(Extracted information begins)

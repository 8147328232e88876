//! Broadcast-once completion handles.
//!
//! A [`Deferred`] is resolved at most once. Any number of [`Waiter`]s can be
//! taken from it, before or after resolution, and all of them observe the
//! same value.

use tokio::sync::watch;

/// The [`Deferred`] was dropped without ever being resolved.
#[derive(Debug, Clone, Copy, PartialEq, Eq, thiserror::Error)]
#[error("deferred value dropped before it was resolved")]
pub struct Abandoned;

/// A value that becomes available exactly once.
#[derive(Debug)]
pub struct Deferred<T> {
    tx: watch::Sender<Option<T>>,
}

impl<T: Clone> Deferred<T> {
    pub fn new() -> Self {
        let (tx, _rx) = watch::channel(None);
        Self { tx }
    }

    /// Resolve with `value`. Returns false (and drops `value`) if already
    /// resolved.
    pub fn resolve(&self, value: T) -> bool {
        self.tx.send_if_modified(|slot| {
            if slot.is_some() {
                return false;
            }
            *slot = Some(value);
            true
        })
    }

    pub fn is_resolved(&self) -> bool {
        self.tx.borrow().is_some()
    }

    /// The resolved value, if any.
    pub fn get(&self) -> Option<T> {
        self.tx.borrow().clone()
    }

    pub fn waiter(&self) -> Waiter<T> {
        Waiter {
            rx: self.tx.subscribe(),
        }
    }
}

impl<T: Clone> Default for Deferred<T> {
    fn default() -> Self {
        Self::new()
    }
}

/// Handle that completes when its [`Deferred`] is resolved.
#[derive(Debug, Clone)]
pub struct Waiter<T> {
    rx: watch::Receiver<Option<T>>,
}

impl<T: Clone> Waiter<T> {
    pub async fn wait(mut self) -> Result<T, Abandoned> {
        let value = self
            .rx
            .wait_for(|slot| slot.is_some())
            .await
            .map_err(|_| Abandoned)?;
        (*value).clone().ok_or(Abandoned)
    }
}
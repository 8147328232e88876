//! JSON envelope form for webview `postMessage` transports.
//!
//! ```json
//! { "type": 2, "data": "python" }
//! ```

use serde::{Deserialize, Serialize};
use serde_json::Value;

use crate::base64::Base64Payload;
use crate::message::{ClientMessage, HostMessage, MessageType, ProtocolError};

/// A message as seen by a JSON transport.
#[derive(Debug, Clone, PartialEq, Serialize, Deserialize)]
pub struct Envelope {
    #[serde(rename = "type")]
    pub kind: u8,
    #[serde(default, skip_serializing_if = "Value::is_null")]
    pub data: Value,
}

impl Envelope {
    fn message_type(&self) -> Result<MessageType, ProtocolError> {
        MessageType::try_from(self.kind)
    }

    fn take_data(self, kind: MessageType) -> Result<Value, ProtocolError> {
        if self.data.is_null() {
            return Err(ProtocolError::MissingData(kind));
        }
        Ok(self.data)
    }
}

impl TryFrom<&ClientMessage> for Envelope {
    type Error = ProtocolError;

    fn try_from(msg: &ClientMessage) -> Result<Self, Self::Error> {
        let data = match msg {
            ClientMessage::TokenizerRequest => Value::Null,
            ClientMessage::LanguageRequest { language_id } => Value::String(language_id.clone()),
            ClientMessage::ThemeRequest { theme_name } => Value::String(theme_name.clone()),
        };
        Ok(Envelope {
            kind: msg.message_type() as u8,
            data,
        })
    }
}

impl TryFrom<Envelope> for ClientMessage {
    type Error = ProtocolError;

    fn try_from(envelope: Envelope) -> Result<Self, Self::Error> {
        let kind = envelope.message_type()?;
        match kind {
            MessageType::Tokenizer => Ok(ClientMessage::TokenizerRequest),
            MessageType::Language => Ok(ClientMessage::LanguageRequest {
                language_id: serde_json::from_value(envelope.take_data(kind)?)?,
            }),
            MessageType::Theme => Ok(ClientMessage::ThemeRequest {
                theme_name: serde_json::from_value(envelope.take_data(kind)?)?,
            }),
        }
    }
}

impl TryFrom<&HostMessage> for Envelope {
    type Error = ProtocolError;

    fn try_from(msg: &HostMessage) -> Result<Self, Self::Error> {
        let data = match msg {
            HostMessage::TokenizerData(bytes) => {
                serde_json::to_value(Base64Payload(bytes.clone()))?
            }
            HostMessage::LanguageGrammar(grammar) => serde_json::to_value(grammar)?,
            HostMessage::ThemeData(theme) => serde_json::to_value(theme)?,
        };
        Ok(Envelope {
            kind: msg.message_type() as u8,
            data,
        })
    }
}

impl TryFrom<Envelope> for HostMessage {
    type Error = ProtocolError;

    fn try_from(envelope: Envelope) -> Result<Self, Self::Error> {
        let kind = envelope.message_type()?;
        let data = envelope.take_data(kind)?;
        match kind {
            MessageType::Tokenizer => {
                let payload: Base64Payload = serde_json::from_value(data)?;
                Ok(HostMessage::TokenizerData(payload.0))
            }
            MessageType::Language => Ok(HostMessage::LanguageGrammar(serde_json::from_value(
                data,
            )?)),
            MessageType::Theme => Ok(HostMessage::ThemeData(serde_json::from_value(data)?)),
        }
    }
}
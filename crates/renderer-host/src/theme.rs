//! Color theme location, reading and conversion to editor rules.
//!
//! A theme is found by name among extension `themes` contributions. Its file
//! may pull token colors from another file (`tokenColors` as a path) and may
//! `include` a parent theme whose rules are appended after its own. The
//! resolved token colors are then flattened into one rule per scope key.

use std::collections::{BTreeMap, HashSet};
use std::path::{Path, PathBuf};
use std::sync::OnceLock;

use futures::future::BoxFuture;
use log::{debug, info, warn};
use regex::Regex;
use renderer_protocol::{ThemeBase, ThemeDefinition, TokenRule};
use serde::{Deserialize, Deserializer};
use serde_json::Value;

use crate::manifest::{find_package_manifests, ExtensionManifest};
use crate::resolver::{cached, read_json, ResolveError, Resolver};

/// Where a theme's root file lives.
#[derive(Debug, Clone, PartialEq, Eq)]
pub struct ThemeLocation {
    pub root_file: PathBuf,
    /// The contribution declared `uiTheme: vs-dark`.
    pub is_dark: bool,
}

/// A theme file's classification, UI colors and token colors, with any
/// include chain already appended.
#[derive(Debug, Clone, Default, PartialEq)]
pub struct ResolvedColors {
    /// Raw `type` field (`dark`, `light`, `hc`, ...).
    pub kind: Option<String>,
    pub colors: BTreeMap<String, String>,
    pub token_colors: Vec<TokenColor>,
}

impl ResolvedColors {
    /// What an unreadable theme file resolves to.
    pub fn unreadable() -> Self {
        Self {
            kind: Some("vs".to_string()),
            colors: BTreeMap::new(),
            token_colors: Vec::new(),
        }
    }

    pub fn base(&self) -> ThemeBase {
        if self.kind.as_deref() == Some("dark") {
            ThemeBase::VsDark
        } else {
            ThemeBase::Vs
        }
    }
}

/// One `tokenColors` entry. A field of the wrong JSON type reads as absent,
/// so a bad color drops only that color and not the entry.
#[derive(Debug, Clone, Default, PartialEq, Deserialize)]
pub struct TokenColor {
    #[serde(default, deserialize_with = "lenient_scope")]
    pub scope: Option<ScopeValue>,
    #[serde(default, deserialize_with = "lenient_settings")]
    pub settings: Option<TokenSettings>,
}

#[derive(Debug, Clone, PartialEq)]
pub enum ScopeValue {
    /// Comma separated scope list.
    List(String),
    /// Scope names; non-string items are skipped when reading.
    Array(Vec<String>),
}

(Extracted information ends)
(Extracted information begins)

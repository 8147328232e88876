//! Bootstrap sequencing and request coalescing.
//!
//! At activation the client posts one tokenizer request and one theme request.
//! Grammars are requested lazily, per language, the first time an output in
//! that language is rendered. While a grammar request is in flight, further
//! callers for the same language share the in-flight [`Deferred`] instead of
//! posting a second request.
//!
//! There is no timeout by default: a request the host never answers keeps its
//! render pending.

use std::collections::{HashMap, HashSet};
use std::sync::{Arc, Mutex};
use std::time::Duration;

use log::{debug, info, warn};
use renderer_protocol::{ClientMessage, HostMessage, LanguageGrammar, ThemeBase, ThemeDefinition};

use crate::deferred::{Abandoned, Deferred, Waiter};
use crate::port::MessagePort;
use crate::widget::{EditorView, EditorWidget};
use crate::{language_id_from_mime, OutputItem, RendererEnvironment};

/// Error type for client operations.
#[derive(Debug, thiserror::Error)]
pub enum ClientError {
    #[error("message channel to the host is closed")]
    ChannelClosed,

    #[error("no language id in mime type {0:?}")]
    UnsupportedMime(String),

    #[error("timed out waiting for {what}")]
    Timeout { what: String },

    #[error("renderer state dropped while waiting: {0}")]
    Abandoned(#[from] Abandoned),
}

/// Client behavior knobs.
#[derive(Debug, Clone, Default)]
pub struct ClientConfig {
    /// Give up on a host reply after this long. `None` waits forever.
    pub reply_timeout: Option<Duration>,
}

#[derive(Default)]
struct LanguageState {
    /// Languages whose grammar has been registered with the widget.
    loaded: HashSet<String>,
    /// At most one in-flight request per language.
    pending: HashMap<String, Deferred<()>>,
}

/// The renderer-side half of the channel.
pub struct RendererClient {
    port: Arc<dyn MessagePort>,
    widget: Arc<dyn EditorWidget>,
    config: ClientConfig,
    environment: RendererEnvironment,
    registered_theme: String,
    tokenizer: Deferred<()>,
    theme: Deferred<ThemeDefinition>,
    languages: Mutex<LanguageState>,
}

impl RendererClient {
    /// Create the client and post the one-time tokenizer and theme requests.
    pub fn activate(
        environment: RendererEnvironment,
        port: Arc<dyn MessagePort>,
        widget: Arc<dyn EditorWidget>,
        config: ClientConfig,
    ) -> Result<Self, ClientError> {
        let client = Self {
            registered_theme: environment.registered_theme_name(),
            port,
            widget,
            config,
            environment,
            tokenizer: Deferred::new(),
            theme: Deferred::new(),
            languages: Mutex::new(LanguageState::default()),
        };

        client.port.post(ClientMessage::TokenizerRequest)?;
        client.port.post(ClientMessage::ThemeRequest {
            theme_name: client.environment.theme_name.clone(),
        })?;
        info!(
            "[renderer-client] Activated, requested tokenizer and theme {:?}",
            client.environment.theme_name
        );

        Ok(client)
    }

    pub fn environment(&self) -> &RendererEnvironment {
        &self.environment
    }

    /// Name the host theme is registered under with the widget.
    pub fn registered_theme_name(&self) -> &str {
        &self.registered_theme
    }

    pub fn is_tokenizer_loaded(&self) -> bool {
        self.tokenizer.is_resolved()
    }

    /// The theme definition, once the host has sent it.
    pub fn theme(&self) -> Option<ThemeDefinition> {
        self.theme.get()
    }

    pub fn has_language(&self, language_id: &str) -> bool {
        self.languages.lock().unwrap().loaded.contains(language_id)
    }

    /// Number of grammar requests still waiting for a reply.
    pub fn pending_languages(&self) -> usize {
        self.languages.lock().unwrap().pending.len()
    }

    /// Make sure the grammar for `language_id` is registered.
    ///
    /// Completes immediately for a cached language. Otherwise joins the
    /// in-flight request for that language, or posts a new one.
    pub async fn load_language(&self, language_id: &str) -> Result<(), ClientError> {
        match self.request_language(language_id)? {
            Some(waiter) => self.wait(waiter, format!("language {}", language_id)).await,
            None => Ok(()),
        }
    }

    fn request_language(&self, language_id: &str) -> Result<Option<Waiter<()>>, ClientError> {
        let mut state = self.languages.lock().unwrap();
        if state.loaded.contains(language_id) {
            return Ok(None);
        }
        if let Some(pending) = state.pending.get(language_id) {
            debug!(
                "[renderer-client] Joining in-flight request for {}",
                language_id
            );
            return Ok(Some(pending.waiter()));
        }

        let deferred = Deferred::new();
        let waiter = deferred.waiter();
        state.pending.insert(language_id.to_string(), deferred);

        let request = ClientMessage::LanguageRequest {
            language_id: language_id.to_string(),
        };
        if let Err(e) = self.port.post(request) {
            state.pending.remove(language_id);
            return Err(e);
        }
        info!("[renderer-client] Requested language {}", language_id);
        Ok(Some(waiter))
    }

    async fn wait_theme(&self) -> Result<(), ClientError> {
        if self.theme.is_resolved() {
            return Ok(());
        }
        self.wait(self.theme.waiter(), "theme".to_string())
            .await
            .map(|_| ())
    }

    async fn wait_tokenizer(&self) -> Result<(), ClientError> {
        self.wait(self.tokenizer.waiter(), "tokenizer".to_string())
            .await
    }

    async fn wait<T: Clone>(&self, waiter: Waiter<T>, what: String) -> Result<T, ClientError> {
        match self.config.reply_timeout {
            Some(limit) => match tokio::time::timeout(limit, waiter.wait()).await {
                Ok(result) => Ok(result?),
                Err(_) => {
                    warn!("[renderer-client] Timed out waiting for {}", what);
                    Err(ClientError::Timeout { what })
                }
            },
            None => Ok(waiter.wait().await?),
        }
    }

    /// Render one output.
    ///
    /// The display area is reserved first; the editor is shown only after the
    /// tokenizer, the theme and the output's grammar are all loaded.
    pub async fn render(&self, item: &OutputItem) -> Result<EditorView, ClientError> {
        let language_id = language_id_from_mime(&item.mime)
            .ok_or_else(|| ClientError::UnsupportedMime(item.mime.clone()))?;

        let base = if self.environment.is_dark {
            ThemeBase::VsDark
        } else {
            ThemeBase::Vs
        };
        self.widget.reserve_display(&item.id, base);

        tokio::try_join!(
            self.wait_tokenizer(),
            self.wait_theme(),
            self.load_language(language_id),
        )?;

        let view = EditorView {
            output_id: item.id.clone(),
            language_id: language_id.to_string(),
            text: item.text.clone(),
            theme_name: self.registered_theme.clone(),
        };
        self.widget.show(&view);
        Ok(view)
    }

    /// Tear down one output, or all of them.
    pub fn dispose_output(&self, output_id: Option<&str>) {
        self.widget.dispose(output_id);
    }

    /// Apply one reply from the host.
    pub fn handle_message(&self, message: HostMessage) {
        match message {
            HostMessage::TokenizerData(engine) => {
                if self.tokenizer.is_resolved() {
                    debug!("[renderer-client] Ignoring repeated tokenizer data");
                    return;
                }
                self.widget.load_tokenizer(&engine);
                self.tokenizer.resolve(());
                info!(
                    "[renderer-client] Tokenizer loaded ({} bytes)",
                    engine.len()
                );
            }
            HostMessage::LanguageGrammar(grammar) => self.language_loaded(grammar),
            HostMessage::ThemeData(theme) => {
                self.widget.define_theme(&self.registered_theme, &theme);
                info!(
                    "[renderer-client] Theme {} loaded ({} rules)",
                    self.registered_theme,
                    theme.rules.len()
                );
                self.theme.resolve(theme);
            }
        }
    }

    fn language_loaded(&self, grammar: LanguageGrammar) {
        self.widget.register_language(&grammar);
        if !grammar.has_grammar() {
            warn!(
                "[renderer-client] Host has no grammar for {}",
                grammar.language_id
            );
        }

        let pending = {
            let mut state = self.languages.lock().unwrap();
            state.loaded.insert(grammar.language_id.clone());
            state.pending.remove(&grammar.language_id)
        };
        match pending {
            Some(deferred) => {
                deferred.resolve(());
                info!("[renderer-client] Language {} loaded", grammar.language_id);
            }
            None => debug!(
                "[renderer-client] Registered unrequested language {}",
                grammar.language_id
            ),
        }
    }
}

(Extracted information ends)
(Extracted information begins)

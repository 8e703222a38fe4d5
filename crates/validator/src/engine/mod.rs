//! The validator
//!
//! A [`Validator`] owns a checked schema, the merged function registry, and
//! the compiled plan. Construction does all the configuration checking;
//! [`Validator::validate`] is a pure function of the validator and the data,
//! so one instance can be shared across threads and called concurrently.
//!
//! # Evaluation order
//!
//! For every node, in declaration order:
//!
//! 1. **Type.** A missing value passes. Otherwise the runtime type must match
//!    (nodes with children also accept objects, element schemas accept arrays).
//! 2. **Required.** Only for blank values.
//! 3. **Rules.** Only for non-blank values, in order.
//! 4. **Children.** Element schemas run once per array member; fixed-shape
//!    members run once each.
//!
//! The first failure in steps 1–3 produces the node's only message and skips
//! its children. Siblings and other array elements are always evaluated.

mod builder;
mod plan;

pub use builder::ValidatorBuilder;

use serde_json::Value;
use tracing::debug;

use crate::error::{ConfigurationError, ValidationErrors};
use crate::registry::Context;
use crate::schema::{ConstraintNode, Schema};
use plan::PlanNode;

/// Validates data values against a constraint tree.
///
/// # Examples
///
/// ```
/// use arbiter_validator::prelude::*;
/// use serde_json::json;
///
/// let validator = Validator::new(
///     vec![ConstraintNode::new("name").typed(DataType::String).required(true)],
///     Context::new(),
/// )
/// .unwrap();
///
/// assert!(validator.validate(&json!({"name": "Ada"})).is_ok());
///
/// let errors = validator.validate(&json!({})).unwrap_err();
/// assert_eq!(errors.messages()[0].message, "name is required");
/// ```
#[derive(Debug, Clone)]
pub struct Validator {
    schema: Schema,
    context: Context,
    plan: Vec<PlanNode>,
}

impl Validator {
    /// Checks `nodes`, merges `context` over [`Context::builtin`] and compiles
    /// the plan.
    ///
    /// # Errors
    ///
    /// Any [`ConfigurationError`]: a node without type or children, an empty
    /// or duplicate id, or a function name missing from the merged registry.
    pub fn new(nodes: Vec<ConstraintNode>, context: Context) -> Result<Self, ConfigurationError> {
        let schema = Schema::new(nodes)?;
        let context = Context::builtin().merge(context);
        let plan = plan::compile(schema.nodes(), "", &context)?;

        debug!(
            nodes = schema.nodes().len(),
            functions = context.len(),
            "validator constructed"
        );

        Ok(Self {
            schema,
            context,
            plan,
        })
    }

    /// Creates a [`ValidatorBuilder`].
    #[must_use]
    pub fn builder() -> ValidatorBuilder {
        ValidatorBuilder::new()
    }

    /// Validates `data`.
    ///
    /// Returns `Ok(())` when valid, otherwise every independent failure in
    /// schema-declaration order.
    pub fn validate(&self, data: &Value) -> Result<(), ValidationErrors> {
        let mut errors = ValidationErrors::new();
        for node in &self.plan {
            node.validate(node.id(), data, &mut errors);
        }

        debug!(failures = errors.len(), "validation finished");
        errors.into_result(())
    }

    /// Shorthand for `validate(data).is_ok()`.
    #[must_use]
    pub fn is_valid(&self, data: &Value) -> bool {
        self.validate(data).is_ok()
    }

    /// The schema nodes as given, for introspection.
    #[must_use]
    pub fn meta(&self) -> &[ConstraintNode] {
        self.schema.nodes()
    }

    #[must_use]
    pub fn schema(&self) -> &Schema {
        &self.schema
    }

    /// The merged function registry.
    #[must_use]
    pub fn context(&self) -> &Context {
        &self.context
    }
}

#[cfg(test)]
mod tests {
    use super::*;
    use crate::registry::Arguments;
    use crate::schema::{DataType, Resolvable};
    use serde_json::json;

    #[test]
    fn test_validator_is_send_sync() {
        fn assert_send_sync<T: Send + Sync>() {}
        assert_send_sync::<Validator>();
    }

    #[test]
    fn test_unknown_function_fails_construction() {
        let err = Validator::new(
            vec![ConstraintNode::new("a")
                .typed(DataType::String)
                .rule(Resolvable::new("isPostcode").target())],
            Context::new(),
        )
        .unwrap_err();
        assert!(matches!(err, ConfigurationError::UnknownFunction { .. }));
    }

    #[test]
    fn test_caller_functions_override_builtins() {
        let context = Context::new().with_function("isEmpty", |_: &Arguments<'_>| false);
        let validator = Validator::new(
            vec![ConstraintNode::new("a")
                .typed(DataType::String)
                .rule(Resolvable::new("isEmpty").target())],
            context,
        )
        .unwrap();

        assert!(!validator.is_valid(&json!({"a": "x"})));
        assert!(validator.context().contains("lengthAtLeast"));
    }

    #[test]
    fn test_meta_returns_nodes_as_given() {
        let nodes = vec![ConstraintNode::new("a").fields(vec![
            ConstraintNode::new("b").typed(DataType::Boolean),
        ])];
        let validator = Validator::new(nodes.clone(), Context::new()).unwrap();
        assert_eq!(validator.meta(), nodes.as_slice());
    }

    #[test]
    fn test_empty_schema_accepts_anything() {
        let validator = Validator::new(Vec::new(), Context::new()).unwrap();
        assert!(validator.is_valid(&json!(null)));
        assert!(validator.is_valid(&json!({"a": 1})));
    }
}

(Extracted information ends)

# Brief
With the first line being the one containing "Returns false (and" and the last line the one containing "use crate::base64::Base64Payload;", transcribe exactly the lines above that fall in that range.

# Response to this task
    /// Resolve with `value`. Returns false (and drops `value`) if already
    /// resolved.
    pub fn resolve(&self, value: T) -> bool {
        self.tx.send_if_modified(|slot| {
            if slot.is_some() {
                return false;
            }
            *slot = Some(value);
            true
        })
    }

    pub fn is_resolved(&self) -> bool {
        self.tx.borrow().is_some()
    }

    /// The resolved value, if any.
    pub fn get(&self) -> Option<T> {
        self.tx.borrow().clone()
    }

    pub fn waiter(&self) -> Waiter<T> {
        Waiter {
            rx: self.tx.subscribe(),
        }
    }
}

impl<T: Clone> Default for Deferred<T> {
    fn default() -> Self {
        Self::new()
    }
}

/// Handle that completes when its [`Deferred`] is resolved.
#[derive(Debug, Clone)]
pub struct Waiter<T> {
    rx: watch::Receiver<Option<T>>,
}

impl<T: Clone> Waiter<T> {
    pub async fn wait(mut self) -> Result<T, Abandoned> {
        let value = self
            .rx
            .wait_for(|slot| slot.is_some())
            .await
            .map_err(|_| Abandoned)?;
        (*value).clone().ok_or(Abandoned)
    }
}
repository 8147328232e88876
//! JSON envelope form for webview `postMessage` transports.
//!
//! ```json
//! { "type": 2, "data": "python" }
//! ```

use serde::{Deserialize, Serialize};
use serde_json::Value;

use crate::base64::Base64Payload;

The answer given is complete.